6. The final drawing is comprised of a dense surface covered with bold lines. The graphic wealth and great variety of different values contained in the drawing evoke the roughness and texture of the tree trunk.

Shading by hatching

Hatching is an appropriate technique when using drawing instruments that create fine or very fine strokes, such as pens, nibs, hard-lead pencils, etc. In exercise, the artist Almudena Carreño employs very sharp HB and 2B graphite pencils to accurately resolve a still life in chiaroscuro. Rulers and setsquares are useful for achieving a result that is as cohesive as possible – and also highly original.

THE SUBJECT

Strong chiaroscuro enhances the volume of these two small gourds, making the smoothness of one of them stand out against the roughness of the other. Hatching will emphasize these aspects.

In this exercise, rulers and setsquares help to achieve highly precise and continuous cross-hatching, which occupies the entire surface of the paper.

STAGE 1:
GENERAL IDEA

1. The initial drawing should be very precise: if the contours and the areas of different shade are well defined, there will be no doubts regarding where to apply the strokes to establish values and model the shadows.

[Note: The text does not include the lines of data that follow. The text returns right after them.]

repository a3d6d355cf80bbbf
pub mod compare;
pub mod info;
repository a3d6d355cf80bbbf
//! Reader for the JSON disassembly-dump format.
//!
//! The dump is the interchange point with the external language toolchain:
//! `tools/disassemble.py` compiles a source file with its own compiler and
//! writes the instruction tree as JSON, so this crate never parses source
//! syntax itself.

use crate::block::{CodeBlock, Instr};
use crate::error_codes;
use crate::pool::OpcodePool;
use serde::Deserialize;
use thiserror::Error;

pub(crate) const DUMP_FORMAT_TAG: &str = "codesim-dump";
pub(crate) const DUMP_VERSION: u32 = 1;

#[derive(Debug, Error)]
#[non_exhaustive]
pub enum DumpError {
    #[error("[CODESIM_DUMP_001] invalid JSON: {0}")]
    Json(String),
    #[error("[CODESIM_DUMP_002] not a codesim dump (format tag '{0}')")]
    UnsupportedFormat(String),
    #[error("[CODESIM_DUMP_003] unsupported dump version {0} (expected {DUMP_VERSION})")]
    UnsupportedVersion(u32),
    #[error("[CODESIM_DUMP_004] block nesting exceeds limit of {limit}")]
    TooDeep { limit: u32 },
}

impl DumpError {
    pub fn code(&self) -> &'static str {
        match self {
            DumpError::Json(_) => error_codes::DUMP_JSON,
            DumpError::UnsupportedFormat(_) => error_codes::DUMP_FORMAT,
            DumpError::UnsupportedVersion(_) => error_codes::DUMP_VERSION,
            DumpError::TooDeep { .. } => error_codes::DUMP_TOO_DEEP,
        }
    }
}

#[derive(Deserialize)]
struct DumpFile {
    format: String,
    version: u32,
    root: DumpBlock,
}

#[derive(Deserialize)]
struct DumpBlock {
    #[serde(default)]
    instrs: Vec<DumpInstr>,
}

#[derive(Deserialize)]
struct DumpInstr {
    op: String,
    #[serde(default)]
    line: Option<u32>,
    #[serde(default)]
    nested: Option<DumpBlock>,
}

/// Parses dump bytes into an instruction-block tree, interning opcode names
/// into `pool`.
pub fn parse_dump(
    bytes: &[u8],
    pool: &mut OpcodePool,
    max_depth: u32,
) -> Result<CodeBlock, DumpError> {
    let file: DumpFile =
        serde_json::from_slice(bytes).map_err(|e| DumpError::Json(e.to_string()))?;

    if file.format != DUMP_FORMAT_TAG {
        return Err(DumpError::UnsupportedFormat(file.format));
    }
    if file.version != DUMP_VERSION {
        return Err(DumpError::UnsupportedVersion(file.version));
    }

    convert_block(&file.root, pool, 0, max_depth)
}

fn convert_block(
    block: &DumpBlock,
    pool: &mut OpcodePool,
    depth: u32,
    max_depth: u32,
) -> Result<CodeBlock, DumpError> {
    if depth >= max_depth {
        return Err(DumpError::TooDeep { limit: max_depth });
    }

    let mut instrs = Vec::with_capacity(block.instrs.len());
    for instr in &block.instrs {
        let op = pool.intern(&instr.op);
        let nested = match &instr.nested {
            Some(nested) => Some(Box::new(convert_block(nested, pool, depth + 1, max_depth)?)),
            None => None,
        };
        instrs.push(Instr {
            op,
            line: instr.line,
            nested,
        });
    }
    Ok(CodeBlock::new(instrs))
}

2. At first, use an HB pencil to create an initial hatching with long parallel, diagonal lines. Keep only the areas of maximum light in white.

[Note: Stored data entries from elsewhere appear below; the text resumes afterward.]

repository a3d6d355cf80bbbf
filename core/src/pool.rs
use rustc_hash::FxHashMap;
use serde::{Deserialize, Serialize};

/// Interned handle for an opcode name.
///
/// The opcode vocabulary is open (it comes from whatever instruction format
/// produced the input), so opcodes are interned rather than enumerated. Two
/// `OpId`s compare equal iff they were interned into the same [`OpcodePool`]
/// from the same name.
#[repr(transparent)]
#[derive(Debug, Clone, Copy, PartialEq, Eq, Hash, PartialOrd, Ord, Serialize, Deserialize)]
pub struct OpId(pub u32);

impl std::fmt::Display for OpId {
    fn fmt(&self, f: &mut std::fmt::Formatter<'_>) -> std::fmt::Result {
        write!(f, "{}", self.0)
    }
}

/// Interner mapping opcode names to dense [`OpId`]s.
///
/// Both inputs of a comparison must intern through the same pool; gram
/// equality is `OpId` equality and ids from different pools are unrelated.
#[derive(Debug, Default)]
pub struct OpcodePool {
    names: Vec<String>,
    index: FxHashMap<String, OpId>,
}

impl OpcodePool {
    pub fn new() -> Self {
        Self::default()
    }

    pub fn intern(&mut self, name: &str) -> OpId {
        if let Some(&id) = self.index.get(name) {
            return id;
        }
        let id = OpId(self.names.len() as u32);
        self.names.push(name.to_owned());
        self.index.insert(name.to_owned(), id);
        id
    }

    /// Panics if `id` did not come from this pool.
    pub fn resolve(&self, id: OpId) -> &str {
        &self.names[id.0 as usize]
    }

    pub fn get(&self, name: &str) -> Option<OpId> {
        self.index.get(name).copied()
    }

    pub fn names(&self) -> &[String] {
        &self.names
    }

    pub fn len(&self) -> usize {
        self.names.len()
    }

    pub fn is_empty(&self) -> bool {
        self.names.is_empty()
    }
}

3. The hatching lines should cross each other at right angles to create regular areas of differing value. The strokes will be darker and the hatching will create a darker shadow where the softest pencil has been used.

STAGE 2:
DENSITY OF CROSS-HATCHING

4. The hatching continues, now vertical and horizontal. Little by little, the shadows darken. The lightest areas are spaces where new hatching has not been added.

5. In the last stages of hatching, softer lead pencils are steadily used to produce darker and darker intensities of shadow. Very brief strokes in the same direction as the rest of the hatching brings out the rough texture of the gourd.

6. The tonal scale and the gradient of the final drawing are very precise and occupy the entire drawing. Thanks to this very systematic way of working, a complex and developed drawing was achieved.

Backlight in a landscape

Backlighting is a light effect not used very often by artists, and rarely used when constructing landscapes. However, when incorporated with the traditional mediums of shading and modeling, it is an interesting experiment, as this exercise designed by Almudena Carreño makes apparent. The powerful focus of light is visible in the composition and dramatically emphasizes the strange and somewhat mysterious effect that this unusual point of view creates.

THE SUBJECT

The subject is a view of the desert: a rocky landscape with a few palm trees and small, cultivated fields. The sunset produces a spectacular blaze on the mountain that poses a challenge for the artist.

STAGE 1:
CONSTRUCTION AND EVALUATION

1. The start of the drawing is conventional: charcoal defines the the basic lines of the composition without developing too much detail, and leaves larger areas of the drawing for elaboration.

2. The darkest accents of the landscape intensify as if this were a topographical representation, as the stratification of the cliffs becomes clearly illustrated. Working with a sepia chalk stick, define the contours and shade.

3. Apply sanguine over the sepia chalk. As sanguine is a warmer color, it is much more suitable for dealing with the parts of the composition that are nearest to us.

Although it is not a common technique among artists, backlighting creates a dramatic effect.

STAGE 2:
SOLVING BACKLIGHT

4. Working with the sanguine stick should be done meticulously, especially in the parts where detail is of primary importance, for example, the center of the composition, where the palm trees appear.

5. Once the shading is completed, hatching with white chalk creates the backlight represented. It is essential that the prior shading remains dark (to contrast with the chalk) and has been blurred well (so that the chalk strokes can easily be added on top).

6. The final result is highly original and, at the same time, very faithful to the subject. Successive hatching and strokes soften as the picture recedes from the light source. This is a fine drawing of an effect that is difficult to achieve.